I've watched Cameron mature and grow.  I'm impressed with his quiet demeanor and sometimes laugh at his subtle sarcasm.  He's a force to be reckon, so he still needs guidance, as a young man should.





Sunday, December 27, 2015

Battle of the Cardboard Swords


After wrapping presents, the cardboard "swords" always tempt the boys to play.  As they have gotten older, nothing has changed.

Two cardboard rolls awaited them.

Cameron and Nick picked them up and dueled in the unspoken challenge.

They took turns charging, hitting, and retreating.  Then Nick took a swing.  Cam lost most of his sword.  In utter disbelief, Cam tried to piece it back together.  Nick smiled victoriously.  Cam acknowledged his defeat.

Sometimes the silliest thing are the best!


Expectations, Interpretations,and Assumptions

As we prepared for Christmas, I asked my youngest, 15 year old Cameron, to help me wrap presents.  I asked him to get the tape.  He came back with duct tape.  He then proceeded to "wrap" presents with the duct tape.  He even put a bow on one.  He thoughtfully marked who the presents were for with a permanent marker.  Very efficient and expedient.

Living with all males in the house, I forget that their interpretations of words might be different than mine.  Through my experience, whenever tape was mentioned, I didn't hesitate to get the scotch tape, so why would my son's be any different?  I assumed he would know.  However, his experience with tape has been duct tape, because duct tape fixes EVERYTHING.  His dad has taught him well.

Although my expectation was not met with what I assumed Cameron would get, I was happy.  He interpreted my words and did as I asked.  His version of wrapping resulted in a much different look than my version.  That's ok.  He helped, and we had fun wrapping in our own style.

As we gave family members their presents, they got a good laugh.  It all added the celebration of Christmas.
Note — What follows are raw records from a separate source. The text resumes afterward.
//! # Operator Catalog (`ops`)
//!
//! Every node of a graph carries one [`Op`]. The set of operator kinds is closed:
//! this module is the single dispatch table mapping each kind to its
//! forward function, its adjoint (backward) function and its shape-inference
//! function. Adding a kind means adding a variant here and a row to each `match`.
//!
//! ## Structure:
//!
//! - **Leaves** (`Var`, `Const`, `Feed`, `State`) have no predecessors and are never
//!   evaluated; their values come from the collated stores, from caller buffers or
//!   from the recurrent state buffer.
//! - **Submodules** hold the kernels, grouped the same way as the catalog:
//!   [`arithmetic`], [`activation`], [`reduction`], [`shape`], [`switch`] and [`loss`].
//! - Kernels receive their predecessors as [`Operand`]s (value slice plus shape) and
//!   write into the node's own scratch buffer. Adjoint kernels *add* into the
//!   gradient buffers of the predecessors that require one.

use rand::rngs::StdRng;

use crate::error::NeuroGraphError;

pub mod activation;
pub mod arithmetic;
pub mod loss;
pub mod reduction;
pub mod shape;
pub mod switch;

#[cfg(test)]
mod reduction_test;

/// Operator kind of a node.
#[derive(Debug, Clone, PartialEq)]
pub enum Op {
    /// Trainable leaf, stored in the Parameter store.
    Var,
    /// Fixed leaf, stored in the Constant store.
    Const,
    /// External data leaf; dimension 0 is the batch dimension.
    Feed,
    /// Recurrent state input; dimension 0 is the batch dimension.
    State,

    Add,
    Sub,
    Mul,
    /// `x · Wᵀ` with `x` of shape `[rows, n]` and `W` of shape `[m, n]`.
    CMul,
    MatMul,
    Square,
    OneMinus,

    Sigm,
    Tanh,
    Relu,
    Exp,
    Log,
    /// Softmax over the last dimension.
    Softmax,

    /// Elementwise mean of any number of same-shaped inputs.
    Avg,
    ReduceSum { axis: usize },
    ReduceMean { axis: usize },

    /// A zero entry in `dims` is inferred from the input length.
    Reshape { dims: Vec<usize> },
    Concat { axis: usize },
    Slice { axis: usize, start: usize, end: usize },

    Dropout { rate: f32 },
    /// Selects predecessor 0 in eval mode and predecessor 1 in train mode.
    Switch,

    Mse,
    CeBin,
    CeBinNeg,
    CeMulti,
}

/// A predecessor's value as seen by a kernel.
#[derive(Debug, Clone, Copy)]
pub struct Operand<'a> {
    pub data: &'a [f32],
    pub shape: &'a [usize],
}

/// Per-pass state handed to forward kernels.
pub struct ForwardCtx<'a> {
    pub is_train: bool,
    pub rng: &'a mut StdRng,
}

/// Everything an adjoint kernel may read.
pub struct Adjoint<'a> {
    pub inputs: &'a [Operand<'a>],
    pub value: &'a [f32],
    pub shape: &'a [usize],
    pub grad: &'a [f32],
    pub aux: &'a [f32],
    pub is_train: bool,
}

pub(crate) fn shape_len(shape: &[usize]) -> usize {
    shape.iter().product()
}

/// Element count of `shape`, or `None` when it overflows `usize`.
pub(crate) fn checked_shape_len(shape: &[usize]) -> Option<usize> {
    shape.iter().try_fold(1usize, |acc, &d| acc.checked_mul(d))
}

pub(crate) fn check_shape(name: &str, shape: &[usize]) -> Result<usize, NeuroGraphError> {
    checked_shape_len(shape).ok_or_else(|| {
        NeuroGraphError::ValidationError(format!("'{}' shape {:?} overflows the element count", name, shape))
    })
}

impl Op {
    /// Short lowercase name used in logs and error messages.
    pub fn name(&self) -> &'static str {
        match self {
            Op::Var => "var",
            Op::Const => "const",
            Op::Feed => "feed",
            Op::State => "state",
            Op::Add => "add",
            Op::Sub => "sub",
            Op::Mul => "mul",
            Op::CMul => "cmul",
            Op::MatMul => "matmul",
            Op::Square => "square",
            Op::OneMinus => "1minus",
            Op::Sigm => "sigm",
            Op::Tanh => "tanh",
            Op::Relu => "relu",
            Op::Exp => "exp",
            Op::Log => "log",
            Op::Softmax => "softmax",
            Op::Avg => "avg",
            Op::ReduceSum { .. } => "reduce_sum",
            Op::ReduceMean { .. } => "reduce_mean",
            Op::Reshape { .. } => "reshape",
            Op::Concat { .. } => "concat",
            Op::Slice { .. } => "slice",
            Op::Dropout { .. } => "dropout",
            Op::Switch => "switch",
            Op::Mse => "mse",
            Op::CeBin => "ce_bin",
            Op::CeBinNeg => "ce_bin_neg",
            Op::CeMulti => "ce_multi",
        }
    }

    pub fn is_leaf(&self) -> bool {
        matches!(self, Op::Var | Op::Const | Op::Feed | Op::State)
    }

    /// Leaves whose dimension 0 follows the batch size.
    pub fn is_batched_leaf(&self) -> bool {
        matches!(self, Op::Feed | Op::State)
    }

    /// Stable numeric code used by the persisted model layout.
    pub fn code(&self) -> u32 {
        match self {
            Op::Var => 0,
            Op::Const => 1,
            Op::Feed => 2,
            Op::State => 3,
            Op::Add => 10,
            Op::Sub => 11,
            Op::Mul => 12,
            Op::CMul => 13,
            Op::MatMul => 14,
            Op::Square => 15,
            Op::OneMinus => 16,
            Op::Sigm => 20,
            Op::Tanh => 21,
            Op::Relu => 22,
            Op::Exp => 23,
            Op::Log => 24,
            Op::Softmax => 25,
            Op::Avg => 30,
            Op::ReduceSum { .. } => 31,
            Op::ReduceMean { .. } => 32,
            Op::Reshape { .. } => 40,
            Op::Concat { .. } => 41,
            Op::Slice { .. } => 42,
            Op::Dropout { .. } => 50,
            Op::Switch => 51,
            Op::Mse => 60,
            Op::CeBin => 61,
            Op::CeBinNeg => 62,
            Op::CeMulti => 63,
        }
    }

    /// Integer and float parameters carried by the kind, in persisted order.
    pub fn params(&self) -> (Vec<i32>, Vec<f32>) {
        match self {
            Op::ReduceSum { axis } | Op::ReduceMean { axis } | Op::Concat { axis } => {
                (vec![*axis as i32], Vec::new())
            }
            Op::Reshape { dims } => (dims.iter().map(|&d| d as i32).collect(), Vec::new()),
            Op::Slice { axis, start, end } => {
                (vec![*axis as i32, *start as i32, *end as i32], Vec::new())
            }
            Op::Dropout { rate } => (Vec::new(), vec![*rate]),
            _ => (Vec::new(), Vec::new()),
        }
    }

    /// Inverse of [`Op::code`] and [`Op::params`].
    pub fn from_code(code: u32, ints: &[i32], floats: &[f32]) -> Result<Op, NeuroGraphError> {
        let corrupt = |what: &str| {
            NeuroGraphError::CorruptModel(format!("bad parameters for op code {}: {}", code, what))
        };
        let to_usize = |v: i32| usize::try_from(v).map_err(|_| corrupt("negative value"));
        let op = match code {
            0 => Op::Var,
            1 => Op::Const,
            2 => Op::Feed,
            3 => Op::State,
            10 => Op::Add,
            11 => Op::Sub,
            12 => Op::Mul,
            13 => Op::CMul,
            14 => Op::MatMul,
            15 => Op::Square,
            16 => Op::OneMinus,
            20 => Op::Sigm,
            21 => Op::Tanh,
            22 => Op::Relu,
            23 => Op::Exp,
            24 => Op::Log,
            25 => Op::Softmax,
            30 => Op::Avg,
            31 | 32 | 41 => {
                let [axis] = ints else {
                    return Err(corrupt("expected one axis"));
                };
                let axis = to_usize(*axis)?;
                match code {
                    31 => Op::ReduceSum { axis },
                    32 => Op::ReduceMean { axis },
                    _ => Op::Concat { axis },
                }
            }
            40 => Op::Reshape {
                dims: ints.iter().map(|&d| to_usize(d)).collect::<Result<_, _>>()?,
            },
            42 => {
                let [axis, start, end] = ints else {
                    return Err(corrupt("expected axis, start and end"));
                };
                Op::Slice {
                    axis: to_usize(*axis)?,
                    start: to_usize(*start)?,
                    end: to_usize(*end)?,
                }
            }
            50 => {
                let [rate] = floats else {
                    return Err(corrupt("expected a dropout rate"));
                };
                Op::Dropout { rate: *rate }
            }
            51 => Op::Switch,
            60 => Op::Mse,
            61 => Op::CeBin,
            62 => Op::CeBinNeg,
            63 => Op::CeMulti,
            other => {
                return Err(NeuroGraphError::CorruptModel(format!(
                    "unknown op code {}",
                    other
                )))
            }
        };
        Ok(op)
    }

    fn check_arity(&self, n: usize) -> Result<(), NeuroGraphError> {
        let ok = match self {
            Op::Var | Op::Const | Op::Feed | Op::State => n == 0,
            Op::Add | Op::Sub | Op::Mul | Op::CMul | Op::MatMul => n == 2,
            Op::Mse | Op::CeBin | Op::CeBinNeg | Op::CeMulti => n == 2,
            Op::Switch => n == 2,
            Op::Avg | Op::Concat { .. } => n >= 1,
            _ => n == 1,
        };
        if ok {
            Ok(())
        } else {
            Err(NeuroGraphError::ValidationError(format!(
                "operator '{}' cannot take {} predecessor(s)",
                self.name(),
                n
            )))
        }
    }

    /// Infers the output shape from the predecessors' shapes.
    pub fn infer_shape(&self, inputs: &[&[usize]]) -> Result<Vec<usize>, NeuroGraphError> {
        self.check_arity(inputs.len())?;
        match self {
            Op::Var | Op::Const | Op::Feed | Op::State => Err(NeuroGraphError::UnsupportedOperation(
                format!("leaf '{}' has no inferred shape", self.name()),
            )),
            Op::Add | Op::Sub | Op::Mul => arithmetic::broadcast_shape(self.name(), inputs[0], inputs[1]),
            Op::CMul => arithmetic::cmul_shape(inputs[0], inputs[1]),
            Op::MatMul => arithmetic::matmul_shape(inputs[0], inputs[1]),
            Op::Square
            | Op::OneMinus
            | Op::Sigm
            | Op::Tanh
            | Op::Relu
            | Op::Exp
            | Op::Log
            | Op::Softmax => Ok(inputs[0].to_vec()),
            Op::Dropout { rate } => switch::dropout_shape(inputs[0], *rate),
            Op::Avg | Op::Switch => reduction::same_shape(self.name(), inputs),
            Op::ReduceSum { axis } | Op::ReduceMean { axis } => reduction::reduce_shape(inputs[0], *axis),
            Op::Reshape { dims } => shape::reshape_shape(inputs[0], dims),
            Op::Concat { axis } => shape::concat_shape(inputs, *axis),
            Op::Slice { axis, start, end } => shape::slice_shape(inputs[0], *axis, *start, *end),
            Op::Mse | Op::CeBin | Op::CeBinNeg | Op::CeMulti => loss::cost_shape(self.name(), inputs[0], inputs[1]),
        }
    }

    /// Computes the node value from its predecessors.
    pub fn forward(
        &self,
        ctx: &mut ForwardCtx<'_>,
        inputs: &[Operand<'_>],
        out: &mut [f32],
        aux: &mut Vec<f32>,
    ) -> Result<(), NeuroGraphError> {
        match self {
            Op::Var | Op::Const | Op::Feed | Op::State => {
                return Err(NeuroGraphError::InternalError(format!(
                    "leaf '{}' cannot be evaluated",
                    self.name()
                )))
            }
            Op::Add => arithmetic::add_forward(inputs, out),
            Op::Sub => arithmetic::sub_forward(inputs, out),
            Op::Mul => arithmetic::mul_forward(inputs, out),
            Op::CMul => arithmetic::cmul_forward(inputs, out),
            Op::MatMul => arithmetic::matmul_forward(inputs, out),
            Op::Square => arithmetic::square_forward(inputs, out),
            Op::OneMinus => arithmetic::one_minus_forward(inputs, out),
            Op::Sigm => activation::sigm_forward(inputs, out),
            Op::Tanh => activation::tanh_forward(inputs, out),
            Op::Relu => activation::relu_forward(inputs, out),
            Op::Exp => activation::exp_forward(inputs, out),
            Op::Log => activation::log_forward(inputs, out),
            Op::Softmax => activation::softmax_forward(inputs, out),
            Op::Avg => reduction::avg_forward(inputs, out),
            Op::ReduceSum { axis } => reduction::reduce_forward(inputs, *axis, false, out),
            Op::ReduceMean { axis } => reduction::reduce_forward(inputs, *axis, true, out),
            Op::Reshape { .. } => shape::reshape_forward(inputs, out),
            Op::Concat { axis } => shape::concat_forward(inputs, *axis, out),
            Op::Slice { axis, start, end } => shape::slice_forward(inputs, *axis, *start, *end, out),
            Op::Dropout { rate } => switch::dropout_forward(ctx, *rate, inputs, out, aux),
            Op::Switch => switch::switch_forward(ctx, inputs, out),
            Op::Mse => loss::mse_forward(inputs, out),
            Op::CeBin => loss::ce_bin_forward(inputs, out),
            Op::CeBinNeg => loss::ce_bin_neg_forward(inputs, out),
            Op::CeMulti => loss::ce_multi_forward(inputs, out),
        }
        Ok(())
    }

    /// Adds the contribution of this node's gradient to its predecessors' gradients.
    ///
    /// `grads[k]` is `Some` exactly when predecessor `k` needs a gradient; it is
    /// sized like that predecessor's value.
    pub fn backward(
        &self,
        adj: &Adjoint<'_>,
        grads: &mut [Option<Vec<f32>>],
    ) -> Result<(), NeuroGraphError> {
        match self {
            Op::Var | Op::Const | Op::Feed | Op::State => {
                return Err(NeuroGraphError::InternalError(format!(
                    "leaf '{}' has no adjoint",
                    self.name()
                )))
            }
            Op::Add => arithmetic::add_backward(adj, 1.0, grads),
            Op::Sub => arithmetic::add_backward(adj, -1.0, grads),
            Op::Mul => arithmetic::mul_backward(adj, grads),
            Op::CMul => arithmetic::cmul_backward(adj, grads),
            Op::MatMul => arithmetic::matmul_backward(adj, grads),
            Op::Square => arithmetic::square_backward(adj, grads),
            Op::OneMinus => arithmetic::one_minus_backward(adj, grads),
            Op::Sigm => activation::sigm_backward(adj, grads),
            Op::Tanh => activation::tanh_backward(adj, grads),
            Op::Relu => activation::relu_backward(adj, grads),
            Op::Exp => activation::exp_backward(adj, grads),
            Op::Log => activation::log_backward(adj, grads),
            Op::Softmax => activation::softmax_backward(adj, grads),
            Op::Avg => reduction::avg_backward(adj, grads),
            Op::ReduceSum { axis } => reduction::reduce_backward(adj, *axis, false, grads),
            Op::ReduceMean { axis } => reduction::reduce_backward(adj, *axis, true, grads),
            Op::Reshape { .. } => shape::reshape_backward(adj, grads),
            Op::Concat { axis } => shape::concat_backward(adj, *axis, grads),
            Op::Slice { axis, start, end } => shape::slice_backward(adj, *axis, *start, *end, grads),
            Op::Dropout { .. } => switch::dropout_backward(adj, grads),
            Op::Switch => switch::switch_backward(adj, grads),
            Op::Mse => loss::mse_backward(adj, grads),
            Op::CeBin => loss::ce_bin_backward(adj, grads),
            Op::CeBinNeg => loss::ce_bin_neg_backward(adj, grads),
            Op::CeMulti => loss::ce_multi_backward(adj, grads),
        }
        Ok(())
    }
}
Saturday, December 12, 2015

Water Rafting in Alaska

While we were in Alaska, we actually did activities together.  One was water rafting.  Water was a balmy 37 degrees (F).  As the ice glaciers melt, the water gets COLDER during the summer.  No, Mike did not consult me on the water temperature.  I've always liked water rafting during the summer, so why should this be different?  Ahh, maybe the water would be cold??  It was!!  However, it was worth it.  The scenery was breathtaking.  Beautiful sunshine.  (Some) snow on the mountains.  Crystal clear rivers.

We also got a professional portrait of ourselves done on board the ship.  Mike said we should do things that we don't normally do.  So, here is our official 25th anniversary photo together!


Friday, December 11, 2015

25th Anniversary Get Away

For the first time since the boys were diagnosed with autism, Mike and I took an extended vacation. Fourteen days of just us!

Mike did all the planning.  He attended to all the details, even flowers, chocolates, and champagne.  We cruised the Alaskan shores and partook in many inland excursions.

Scenery, adventure, and wild life abounded around us. We even got to trap crab. Yum! We ate a ton of crab for lunch. 

Mike even participated in one of the cruise shows- a cooking contest.  He took second place!  I just had to show up.  The cruise truly celebrated 25 wonderful years of marriage!